MATERIALS PROVIDED →
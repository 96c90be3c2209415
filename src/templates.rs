//! Static README sections.
//!
//! These are process-wide constants, not a templating system; the header
//! carries the single placeholder token the assembler substitutes with the
//! rendered structure block.

/// Placeholder token in [`HEADER`] replaced by the rendered structure.
pub const STRUCTURE_PLACEHOLDER: &str = "{{REPOSITORY_STRUCTURE}}";

pub const HEADER: &str = r"# Copilot Kit

A comprehensive collection of language-agnostic templates and structured prompts for GitHub Copilot that can be customized for any programming language and project type. This repository provides a systematic approach to AI-assisted development with standardized workflows, coding guidelines, and specialized prompts.

## Overview

This template system enables consistent, high-quality code generation through:

- **Structured Instructions**: Comprehensive coding standards and best practices
- **Specialized Prompts**: Task-specific prompts for common development workflows
- **Chat Modes**: AI personas for specific development tasks
- **Workflow Automation**: Standardized processes for commits, reviews, and documentation
- **Quality Assurance**: Built-in guidelines for testing, security, and performance

## Repository Structure

{{REPOSITORY_STRUCTURE}}";

pub const INSTRUCTIONS_SECTION: &str = r"## 📋 Instructions

The `.github/instructions/` directory contains core instruction templates that establish fundamental development standards and workflows. These files guide GitHub Copilot on how to approach different technologies and coding practices consistently across your project.

**Key Categories:**
- **Language-Specific**: Angular, Python, TypeScript, C#, etc.
- **Framework-Specific**: Next.js, ASP.NET, Azure Functions, etc.
- **Process-Focused**: Commit messages, code reviews, debugging, security

**Purpose**: These instructions ensure that Copilot generates code that follows your team's standards, best practices, and architectural decisions. They're automatically applied to relevant file types and provide consistent guidance across your entire development workflow.";

pub const INSTRUCTIONS_USAGE: &str = r"> 💡 **Usage**: Copy relevant instruction files to your project's `.github/instructions/` directory. VS Code will automatically apply them based on file types and contexts.";

pub const PROMPTS_SECTION: &str = r"## 🎯 Prompts

The `.github/prompts/` directory contains specialized prompt templates for common development scenarios and specific tasks. These are reusable prompts that can be invoked to perform particular actions or generate specific types of code.

**Key Categories:**
- **Development Workflows**: Setup, scaffolding, cleanup, deployment
- **Database Operations**: Schema design, migrations, seeding
- **Quality Assurance**: Testing, security analysis, performance optimization
- **Documentation**: API docs, technical writing, code explanation

**Purpose**: These prompts eliminate repetitive prompt writing and provide consistent, well-structured approaches to common development tasks. They can be customized with variables and chained together for complex workflows.";

pub const PROMPTS_USAGE: &str = r"> 💡 **Usage**: Copy prompt files to your project's `.github/prompts/` directory or VS Code user prompts folder. Invoke them using `/prompt-name` in Copilot Chat.";

pub const CHATMODES_SECTION: &str = r"## 🧩 Chat Modes

The `.github/chatmodes/` directory contains custom chat modes that define specific AI behaviors, available tools, and interaction patterns. Each chat mode creates a specialized assistant for particular development tasks.

**Key Categories:**
- **Role-Based**: Product Manager (PRD), Database Administrator, Prompt Engineer
- **Task-Focused**: Debugging, Planning, Requirements Refinement
- **Specialized**: Performance optimization, security analysis

**Purpose**: Chat modes provide context-aware assistance by defining the AI's role, available tools, and behavioral patterns. They create focused, expert-level assistance for specific development scenarios and workflows.";

pub const CHATMODES_USAGE: &str = r"> 💡 **Usage**: Copy chat mode files to your project's `.github/chatmodes/` directory. Configure them in VS Code using `Chat: Configure Chat Modes...` command.";

pub const FOOTER: &str = r#"## Installation

### Manual Installation

Clone the repository and copy the `.github` folder to your project:

```bash
# Clone the repository
git clone https://github.com/copilot-kit/copilot-kit.git

# Copy to your project
cp -r copilot-kit/.github your-project/
```

### Using as a Template

You can also use this repository as a GitHub template:

1. Click "Use this template" on the GitHub repository page
2. Create a new repository from the template
3. Clone your new repository
4. Copy the `.github` folder to your existing projects as needed

## Quick Start

1. **Choose Your Language**: Copy relevant instruction files for your tech stack
2. **Customize Settings**: Update project-specific configurations in each file
3. **Configure VS Code**: Add prompts to your VS Code settings or workspace
4. **Start Coding**: Reference instructions through GitHub Copilot Chat

## Best Practices

### Implementation Guidelines

- **Start Small**: Begin with core instructions and add specialized prompts gradually
- **Iterate Often**: Regularly update instructions based on project evolution
- **Team Alignment**: Ensure all team members understand and follow the standards
- **Documentation**: Keep instructions current with your project's development

### Quality Assurance

- **Regular Reviews**: Periodically review and update instruction effectiveness
- **Feedback Loop**: Collect team feedback on instruction clarity and usefulness
- **Consistency**: Maintain consistent formatting and structure across all files
- **Version Control**: Track changes to instructions alongside code changes

## Contributing

1. Fork this repository
2. Create a feature branch for your changes
3. Update or add instruction/prompt files
4. Test with your development workflows
5. Submit a pull request with detailed examples

## License

This project is licensed under the MIT License - see the LICENSE file for details."#;

/// Substitute the rendered structure into the header, wrapped in a fenced
/// code block.
#[must_use]
pub fn render_header(structure: &str) -> String {
    HEADER.replace(STRUCTURE_PLACEHOLDER, &format!("```\n{structure}\n```"))
}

ASSIGNMENT → Using only the listing above, restate exactly the lines from the line containing "- **Quality Assurance**: Testing, security" through the line containing "These prompts eliminate", both included.

SOLUTION →
- **Quality Assurance**: Testing, security analysis, performance optimization
- **Documentation**: API docs, technical writing, code explanation

**Purpose**: These prompts eliminate repetitive prompt writing and provide consistent, well-structured approaches to common development tasks. They can be customized with variables and chained together for complex workflows.";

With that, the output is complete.